═════ Dataset extract

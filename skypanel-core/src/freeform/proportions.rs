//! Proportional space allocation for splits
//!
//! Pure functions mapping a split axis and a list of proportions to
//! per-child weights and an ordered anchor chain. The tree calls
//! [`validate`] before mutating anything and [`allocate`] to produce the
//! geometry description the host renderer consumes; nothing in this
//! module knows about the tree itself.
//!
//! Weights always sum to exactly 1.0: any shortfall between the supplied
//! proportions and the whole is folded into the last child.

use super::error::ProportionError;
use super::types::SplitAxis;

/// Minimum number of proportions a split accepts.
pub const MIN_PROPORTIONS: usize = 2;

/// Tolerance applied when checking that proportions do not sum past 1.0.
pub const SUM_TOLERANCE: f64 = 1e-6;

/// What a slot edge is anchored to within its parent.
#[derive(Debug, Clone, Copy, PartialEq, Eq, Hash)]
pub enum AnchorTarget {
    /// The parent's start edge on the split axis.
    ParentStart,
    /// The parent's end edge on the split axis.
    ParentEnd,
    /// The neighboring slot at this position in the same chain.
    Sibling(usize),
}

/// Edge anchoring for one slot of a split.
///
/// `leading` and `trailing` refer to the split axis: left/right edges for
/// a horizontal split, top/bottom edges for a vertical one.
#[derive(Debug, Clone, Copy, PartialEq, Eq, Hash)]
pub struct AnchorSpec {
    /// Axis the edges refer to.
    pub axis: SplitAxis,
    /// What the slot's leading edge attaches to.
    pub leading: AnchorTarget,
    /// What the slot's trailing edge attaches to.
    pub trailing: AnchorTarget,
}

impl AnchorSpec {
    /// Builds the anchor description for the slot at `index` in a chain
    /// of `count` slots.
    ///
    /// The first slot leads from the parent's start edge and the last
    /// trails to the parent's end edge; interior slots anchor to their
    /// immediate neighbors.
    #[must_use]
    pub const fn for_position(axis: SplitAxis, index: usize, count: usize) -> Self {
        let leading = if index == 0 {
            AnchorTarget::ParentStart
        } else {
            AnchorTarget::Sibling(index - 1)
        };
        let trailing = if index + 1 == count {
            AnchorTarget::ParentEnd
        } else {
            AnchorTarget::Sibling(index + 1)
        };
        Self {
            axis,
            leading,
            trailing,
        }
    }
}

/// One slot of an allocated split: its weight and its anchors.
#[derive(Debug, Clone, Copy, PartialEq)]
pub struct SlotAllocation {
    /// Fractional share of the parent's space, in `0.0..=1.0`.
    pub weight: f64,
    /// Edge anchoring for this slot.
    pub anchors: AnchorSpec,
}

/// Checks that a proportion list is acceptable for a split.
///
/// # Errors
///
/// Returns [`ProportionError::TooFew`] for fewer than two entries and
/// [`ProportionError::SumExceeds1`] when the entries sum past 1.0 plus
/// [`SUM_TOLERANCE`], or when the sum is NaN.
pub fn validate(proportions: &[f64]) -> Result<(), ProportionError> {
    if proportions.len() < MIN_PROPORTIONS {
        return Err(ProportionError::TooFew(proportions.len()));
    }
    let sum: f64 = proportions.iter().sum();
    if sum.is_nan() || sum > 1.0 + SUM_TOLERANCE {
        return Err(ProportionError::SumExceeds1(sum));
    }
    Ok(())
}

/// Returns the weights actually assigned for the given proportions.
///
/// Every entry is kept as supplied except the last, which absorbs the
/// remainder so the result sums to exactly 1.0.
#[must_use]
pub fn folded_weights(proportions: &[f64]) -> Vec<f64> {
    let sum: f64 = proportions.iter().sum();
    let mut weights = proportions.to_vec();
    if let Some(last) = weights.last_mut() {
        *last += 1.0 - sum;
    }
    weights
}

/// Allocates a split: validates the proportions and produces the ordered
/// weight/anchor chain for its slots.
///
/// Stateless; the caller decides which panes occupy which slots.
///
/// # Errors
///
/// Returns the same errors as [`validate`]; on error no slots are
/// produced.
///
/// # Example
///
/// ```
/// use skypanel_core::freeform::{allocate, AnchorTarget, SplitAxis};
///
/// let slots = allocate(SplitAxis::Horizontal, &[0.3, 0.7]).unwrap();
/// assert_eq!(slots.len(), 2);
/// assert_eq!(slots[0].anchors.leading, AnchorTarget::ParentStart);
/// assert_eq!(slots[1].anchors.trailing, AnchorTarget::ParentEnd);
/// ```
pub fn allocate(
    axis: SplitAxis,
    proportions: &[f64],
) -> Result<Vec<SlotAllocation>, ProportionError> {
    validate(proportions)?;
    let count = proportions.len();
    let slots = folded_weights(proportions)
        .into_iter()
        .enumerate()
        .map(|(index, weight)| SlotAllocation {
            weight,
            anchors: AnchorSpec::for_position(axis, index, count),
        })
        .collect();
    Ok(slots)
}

══════════

A full, exact copy of the entries is the required answer.

* **Output of the exercise**
filename skypanel-core/src/freeform/proportions.rs
//! Proportional space allocation for splits
//!
//! Pure functions mapping a split axis and a list of proportions to
//! per-child weights and an ordered anchor chain. The tree calls
//! [`validate`] before mutating anything and [`allocate`] to produce the
//! geometry description the host renderer consumes; nothing in this
//! module knows about the tree itself.
//!
//! Weights always sum to exactly 1.0: any shortfall between the supplied
//! proportions and the whole is folded into the last child.

use super::error::ProportionError;
use super::types::SplitAxis;

/// Minimum number of proportions a split accepts.
pub const MIN_PROPORTIONS: usize = 2;

/// Tolerance applied when checking that proportions do not sum past 1.0.
pub const SUM_TOLERANCE: f64 = 1e-6;

/// What a slot edge is anchored to within its parent.
#[derive(Debug, Clone, Copy, PartialEq, Eq, Hash)]
pub enum AnchorTarget {
    /// The parent's start edge on the split axis.
    ParentStart,
    /// The parent's end edge on the split axis.
    ParentEnd,
    /// The neighboring slot at this position in the same chain.
    Sibling(usize),
}

/// Edge anchoring for one slot of a split.
///
/// `leading` and `trailing` refer to the split axis: left/right edges for
/// a horizontal split, top/bottom edges for a vertical one.
#[derive(Debug, Clone, Copy, PartialEq, Eq, Hash)]
pub struct AnchorSpec {
    /// Axis the edges refer to.
    pub axis: SplitAxis,
    /// What the slot's leading edge attaches to.
    pub leading: AnchorTarget,
    /// What the slot's trailing edge attaches to.
    pub trailing: AnchorTarget,
}

impl AnchorSpec {
    /// Builds the anchor description for the slot at `index` in a chain
    /// of `count` slots.
    ///
    /// The first slot leads from the parent's start edge and the last
    /// trails to the parent's end edge; interior slots anchor to their
    /// immediate neighbors.
    #[must_use]
    pub const fn for_position(axis: SplitAxis, index: usize, count: usize) -> Self {
        let leading = if index == 0 {
            AnchorTarget::ParentStart
        } else {
            AnchorTarget::Sibling(index - 1)
        };
        let trailing = if index + 1 == count {
            AnchorTarget::ParentEnd
        } else {
            AnchorTarget::Sibling(index + 1)
        };
        Self {
            axis,
            leading,
            trailing,
        }
    }
}

/// One slot of an allocated split: its weight and its anchors.
#[derive(Debug, Clone, Copy, PartialEq)]
pub struct SlotAllocation {
    /// Fractional share of the parent's space, in `0.0..=1.0`.
    pub weight: f64,
    /// Edge anchoring for this slot.
    pub anchors: AnchorSpec,
}

/// Checks that a proportion list is acceptable for a split.
///
/// # Errors
///
/// Returns [`ProportionError::TooFew`] for fewer than two entries and
/// [`ProportionError::SumExceeds1`] when the entries sum past 1.0 plus
/// [`SUM_TOLERANCE`], or when the sum is NaN.
pub fn validate(proportions: &[f64]) -> Result<(), ProportionError> {
    if proportions.len() < MIN_PROPORTIONS {
        return Err(ProportionError::TooFew(proportions.len()));
    }
    let sum: f64 = proportions.iter().sum();
    if sum.is_nan() || sum > 1.0 + SUM_TOLERANCE {
        return Err(ProportionError::SumExceeds1(sum));
    }
    Ok(())
}

/// Returns the weights actually assigned for the given proportions.
///
/// Every entry is kept as supplied except the last, which absorbs the
/// remainder so the result sums to exactly 1.0.
#[must_use]
pub fn folded_weights(proportions: &[f64]) -> Vec<f64> {
    let sum: f64 = proportions.iter().sum();
    let mut weights = proportions.to_vec();
    if let Some(last) = weights.last_mut() {
        *last += 1.0 - sum;
    }
    weights
}

/// Allocates a split: validates the proportions and produces the ordered
/// weight/anchor chain for its slots.
///
/// Stateless; the caller decides which panes occupy which slots.
///
/// # Errors
///
/// Returns the same errors as [`validate`]; on error no slots are
/// produced.
///
/// # Example
///
/// ```
/// use skypanel_core::freeform::{allocate, AnchorTarget, SplitAxis};
///
/// let slots = allocate(SplitAxis::Horizontal, &[0.3, 0.7]).unwrap();
/// assert_eq!(slots.len(), 2);
/// assert_eq!(slots[0].anchors.leading, AnchorTarget::ParentStart);
/// assert_eq!(slots[1].anchors.trailing, AnchorTarget::ParentEnd);
/// ```
pub fn allocate(
    axis: SplitAxis,
    proportions: &[f64],
) -> Result<Vec<SlotAllocation>, ProportionError> {
    validate(proportions)?;
    let count = proportions.len();
    let slots = folded_weights(proportions)
        .into_iter()
        .enumerate()
        .map(|(index, weight)| SlotAllocation {
            weight,
            anchors: AnchorSpec::for_position(axis, index, count),
        })
        .collect();
    Ok(slots)
}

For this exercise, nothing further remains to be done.